Cross Validation
Ch.10 Evaluating Model Performance
k-fold cross-validation에 대해서 다룬다.
K는 통상 10을 선택 한다.
After the process of training and evaluating the model has occured for 10 times (with 10 different training/testing combinations), the average performance across all the folds is reported.
k가 너무 크면, leave-one-out method 방법이다. 이 방법은 training에 사용할 데이터가 너무 적을 때 사용하는 방법이다.
createFolds
아래의 함수를 이용해서 k-fold를 수행 할 수 있다.
createFolds(y, k = 10, list = TRUE, returnTrain = FALSE)
createFolds
를 사용하기 위해서는 입력 y의 타입이 vector type
이어야 한다.
그리고 chronological order
야만 한다.
# 10-fold cross validation with implementation
set.seed(12358)
folds <- createFolds(dfList_jemin[[2]]$app_name, k = 10, returnTrain = TRUE)

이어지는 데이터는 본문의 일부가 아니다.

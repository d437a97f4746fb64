//! The [`ModelSource`] capability boundary and the in-process registry.

use std::collections::HashMap;
use std::ops::{Deref, DerefMut};

use libloading::Library;

use crate::error::LoadError;
use crate::model::Model;

/// An instantiated model plus whatever keeps its code mapped.
///
/// For registry-built models there is nothing extra; for dynamically
/// loaded ones the handle owns the [`Library`]. The instance is
/// declared first so it drops before the library that backs it.
pub struct ModelHandle {
    model: Box<dyn Model>,
    _library: Option<Library>,
}

impl ModelHandle {
    /// Wrap an in-process instance.
    pub fn from_instance(model: Box<dyn Model>) -> Self {
        Self {
            model,
            _library: None,
        }
    }

    pub(crate) fn from_library(model: Box<dyn Model>, library: Library) -> Self {
        Self {
            model,
            _library: Some(library),
        }
    }
}

impl std::fmt::Debug for ModelHandle {
    fn fmt(&self, f: &mut std::fmt::Formatter<'_>) -> std::fmt::Result {
        f.debug_struct("ModelHandle")
            .field("dynamic", &self._library.is_some())
            .finish_non_exhaustive()
    }
}

impl Deref for ModelHandle {
    type Target = dyn Model;

    fn deref(&self) -> &Self::Target {
        self.model.as_ref()
    }
}

impl DerefMut for ModelHandle {
    fn deref_mut(&mut self) -> &mut Self::Target {
        self.model.as_mut()
    }
}

/// Where model instances come from.
///
/// The engine and commands depend only on this trait; swapping the
/// dynamic loader for a registry (or anything else) changes no caller.
pub trait ModelSource {
    /// Instantiate the model behind a logical name.
    ///
    /// # Errors
    ///
    /// A [`LoadError`] is fatal to the invoking command.
    fn load(&self, name: &str) -> Result<ModelHandle, LoadError>;
}

type Constructor = Box<dyn Fn() -> Box<dyn Model> + Send + Sync>;

/// In-process name → constructor map.
///
/// The test and embedding counterpart of the dynamic loader: register
/// closures up front, load by name afterwards.
#[derive(Default)]
pub struct ModelRegistry {
    constructors: HashMap<String, Constructor>,
}

impl ModelRegistry {
    /// An empty registry.
    pub fn new() -> Self {
        Self::default()
    }

    /// Register a constructor under a logical name, replacing any
    /// previous registration.
    pub fn register<F>(&mut self, name: impl Into<String>, constructor: F)
    where
        F: Fn() -> Box<dyn Model> + Send + Sync + 'static,
    {
        self.constructors.insert(name.into(), Box::new(constructor));
    }
}

impl ModelSource for ModelRegistry {
    fn load(&self, name: &str) -> Result<ModelHandle, LoadError> {
        let constructor = self
            .constructors
            .get(name)
            .ok_or_else(|| LoadError::NotRegistered { name: name.into() })?;
        Ok(ModelHandle::from_instance(constructor()))
    }
}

cv_results <- lapply(folds, function(x) {
training <- data.frame(df[x, ])
testing <- data.frame(df[-x, ])
classTraining <- class[x]
classtesting <- class[-x]
sms_model1 <- train(training, classTraining, method="nb")
credit_pred <- predict(sms_model1, testing)
cm1 <- confusionMatrix(credit_pred, classtesting, positive="TRUE")
return(cm1$overall[[1]])
})
str(cv_results)
mean(unlist(cv_results))
실행 결과
> str(cv_results)
List of 10
$ Fold01: num 0.886
$ Fold02: num 0.793
$ Fold03: num 0.788
$ Fold04: num 0.676
$ Fold05: num 0.5
$ Fold06: num 0.719
$ Fold07: num 0.688
$ Fold08: num 0.719
$ Fold09: num 0.788
$ Fold10: num 0.788
> mean(unlist(cv_results))
[1] 0.7343925
Caret control option을 이용한 방법: trControl=ctrl
caret
package의 control 함수를 이용해서도 위의 cross-validation 방법을 수행 할 수 있다.
# 10-fold cross validation with caret
ctrl <- trainControl(method="cv", 10, verbose = TRUE)
set.seed(12358)
sms_model1 <- train(df,class, method="nb", trControl=ctrl)
sms_model1
실행 결과
Naive Bayes
325 samples
1 predictor
2 classes: 'FALSE', 'TRUE'
No pre-processing
Resampling: Cross-Validated (10 fold)
Summary of sample sizes: 292, 293, 293, 292, 292, 292, ...
Resampling results across tuning parameters:
usekernel Accuracy Kappa Accuracy SD Kappa SD
FALSE 0.7321481 0.4587484 0.07483437 0.1433968
TRUE 0.7321481 0.4587484 0.07483437 0.1433968
Tuning parameter 'fL' was held constant at a value of 0
Accuracy was used to select the optimal model using the largest value.
The final values used for the model were fL = 0 and usekernel = FALSE.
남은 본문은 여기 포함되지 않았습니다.